Avec le temps, l’inscription s’est limitée aux élèves qui
résident au Caire et ce, dans la perspective de créer une
école dans chaque gouvernorat. Un projet qui est
malheureusement resté lettre morte.
Aujourd’hui, cette école qui est d’ailleurs un internat,
chose devenue rare en Egypte, semble n’être connue que des
parents et élèves qui désirent s’y inscrire ou des habitants
du quartier, mais beaucoup ignorent même son nom. Ce n’est
qu’à l’annonce des résultats du bac à la radio que le nom de
l’école semble beaucoup revenir avec les meilleures notes
reçues par ses candidats.
Le bâtiment est le même depuis les années 1950, sauf que la
verdure qui l’entourait a disparu pour céder la place aux
bidonvilles qui ont rampé jusqu’aux murs de l’école. Des
murs qui n’ont visiblement pas été repeints depuis des
années, des classes et une cour vétuste, mais qui enferment
des jeunes qui possèdent une volonté et des rêves qui
dépassent toutes les barrières.
Dans
la discrétion la plus totale, sans publicité ni dons, le
sérieux de l’école est sans précédent.
Plus de 2 500 élèves qui ont obtenu un pourcentage de 90 %
ou plus en troisième année préparatoire se présentent chaque
année pour s’inscrire dans cet internat. Cependant, ce n’est
pas seulement le pourcentage élevé qui ouvre les portes de
l’école à un élève, ce dernier doit d’abord passer un test
de QI.
Seuls les 96 premiers sont admis. Et pendant les trois
années d’études qui suivent, celui qui ne prouve pas sa
perfection devra quitter, car il n’y a pas de places pour
les élèves normaux. Aujourd’hui, seuls 87 élèves passeront
le bac à l’école.
« Il y a des premiers dans toutes les écoles, mais les
nôtres sont différents car on choisit les meilleurs parmi
les meilleurs et on leur offre tous les avantages possibles
pour les aider à atteindre le maximum de la supériorité »,
explique Al-Bassiouni, directeur de l’école.
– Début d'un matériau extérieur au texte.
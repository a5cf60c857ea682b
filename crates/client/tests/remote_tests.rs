//! Remote HTTP file store retrieval, including unreachable and slow servers.

mod common;

use std::time::{Duration, Instant};

use common::*;
use keyscope_client::Backend;
use keyscope_config::BasicAuth;
use wiremock::matchers::{basic_auth, method, path};

fn remote(endpoint: String, auth: Option<BasicAuth>) -> Backend {
    Backend::RemoteHttp {
        endpoint,
        basic_auth: auth,
    }
}

#[tokio::test]
async fn test_get_with_basic_auth() {
    let server = MockServer::start().await;
    Mock::given(method("GET"))
        .and(path("/certs/server.pem"))
        .and(basic_auth("files", "files-pass"))
        .respond_with(ResponseTemplate::new(200).set_body_string("PEM DATA"))
        .mount(&server)
        .await;

    let backend = remote(
        format!("{}/", server.uri()),
        Some(BasicAuth::new("files", "files-pass")),
    );
    let store = retriever(backend, &["certs/server.pem"])
        .retrieve(&RetrieveContext::new())
        .await;

    assert_eq!(store.get_secret("certs/server.pem"), Some(&b"PEM DATA"[..]));
}

#[tokio::test]
async fn test_bare_host_port_endpoint() {
    let server = MockServer::start().await;
    Mock::given(method("GET"))
        .and(path("/k"))
        .respond_with(ResponseTemplate::new(200).set_body_string("v"))
        .mount(&server)
        .await;

    let endpoint = server.address().to_string();
    let store = retriever(remote(endpoint, None), &["k"])
        .retrieve(&RetrieveContext::new())
        .await;

    assert!(store.is_available("k"));
}

#[tokio::test]
async fn test_non_success_status_is_absent_per_key() {
    let server = MockServer::start().await;
    Mock::given(method("GET"))
        .and(path("/broken"))
        .respond_with(ResponseTemplate::new(500))
        .mount(&server)
        .await;
    Mock::given(method("GET"))
        .and(path("/fine"))
        .respond_with(ResponseTemplate::new(200).set_body_string("ok"))
        .mount(&server)
        .await;

    let store = retriever(remote(server.uri(), None), &["broken", "fine"])
        .retrieve(&RetrieveContext::new())
        .await;

    assert!(!store.is_available("broken"));
    assert!(store.is_available("fine"));
}

#[tokio::test]
async fn test_unreachable_endpoint_returns_within_timeout() {
    let backend = remote("http://127.0.0.1:1".to_string(), None);
    let started = Instant::now();

    let store = retriever(backend, &["a", "b"])
        .retrieve(&RetrieveContext::new())
        .await;

    assert!(started.elapsed() < Duration::from_secs(3));
    assert_eq!(store.len(), 2);
    assert_eq!(store.available_count(), 0);
}

#[tokio::test]
async fn test_slow_key_times_out_without_blocking_the_rest() {
    let server = MockServer::start().await;
    Mock::given(method("GET"))
        .and(path("/slow"))
        .respond_with(
            ResponseTemplate::new(200)
                .set_body_string("late")
                .set_delay(Duration::from_secs(10)),
        )
        .mount(&server)
        .await;
    Mock::given(method("GET"))
        .and(path("/quick"))
        .respond_with(ResponseTemplate::new(200).set_body_string("now"))
        .mount(&server)
        .await;

    let started = Instant::now();
    let store = retriever(remote(server.uri(), None), &["slow", "quick"])
        .retrieve(&RetrieveContext::new())
        .await;

    assert!(started.elapsed() < Duration::from_secs(5));
    assert!(!store.is_available("slow"));
    assert_eq!(store.get_secret("quick"), Some(&b"now"[..]));
}

#[tokio::test]
async fn test_deadline_caps_request_timeout() {
    let server = MockServer::start().await;
    Mock::given(method("GET"))
        .respond_with(ResponseTemplate::new(200).set_delay(Duration::from_secs(10)))
        .mount(&server)
        .await;

    let ctx = RetrieveContext::new().with_timeout(Duration::from_millis(300));
    let started = Instant::now();
    let store = retriever(remote(server.uri(), None), &["a", "b", "c"])
        .retrieve(&ctx)
        .await;

    assert!(started.elapsed() < Duration::from_secs(1));
    assert_eq!(store.available_count(), 0);
    assert_eq!(store.len(), 3);
}

#[tokio::test]
async fn test_cancellation_interrupts_in_flight_request() {
    let server = MockServer::start().await;
    Mock::given(method("GET"))
        .respond_with(ResponseTemplate::new(200).set_delay(Duration::from_secs(10)))
        .mount(&server)
        .await;

    let ctx = RetrieveContext::new();
    let token = ctx.cancellation_token().clone();
    tokio::spawn(async move {
        tokio::time::sleep(Duration::from_millis(100)).await;
        token.cancel();
    });

    let started = Instant::now();
    let store = retriever(remote(server.uri(), None), &["a", "b"])
        .retrieve(&ctx)
        .await;

    assert!(started.elapsed() < Duration::from_millis(900));
    assert_eq!(store.available_count(), 0);
}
Pour une école
gouvernementale, ce qu’on présente ici est vraiment un
privilège si on le compare à une autre école publique,
et d’après Al-Bassiouni, cette chance offerte à ces jeunes
brillants les aide à atteindre la supériorité facilement. Ce
n’est pas suffisant d’être bon, il y a d’autres critères qui
définissent la distinction qui n’existent pas ailleurs. Et
c’est pour cela qu’on leur offre le maximum pour atteindre
la perfection. « Dans une école secondaire normale, je ne
pense pas que j’aurai pu atteindre mon niveau actuel. Et ce,
pour plusieurs raisons, notamment le nombre d’élèves par
classe qui peut atteindre les 70 dans une école normale »,
dit Omar, élève en troisième année secondaire et qui rêve de
devenir médecin. Bien sûr dans une classe de vingt élèves ou
moins, la situation est différente, mais il y a aussi
plusieurs autres facteurs qui aident ces élèves à se
distinguer des autres.
Le choix des professeurs est différent. Ces derniers doivent
répondre à une série d’examens pour être accepter.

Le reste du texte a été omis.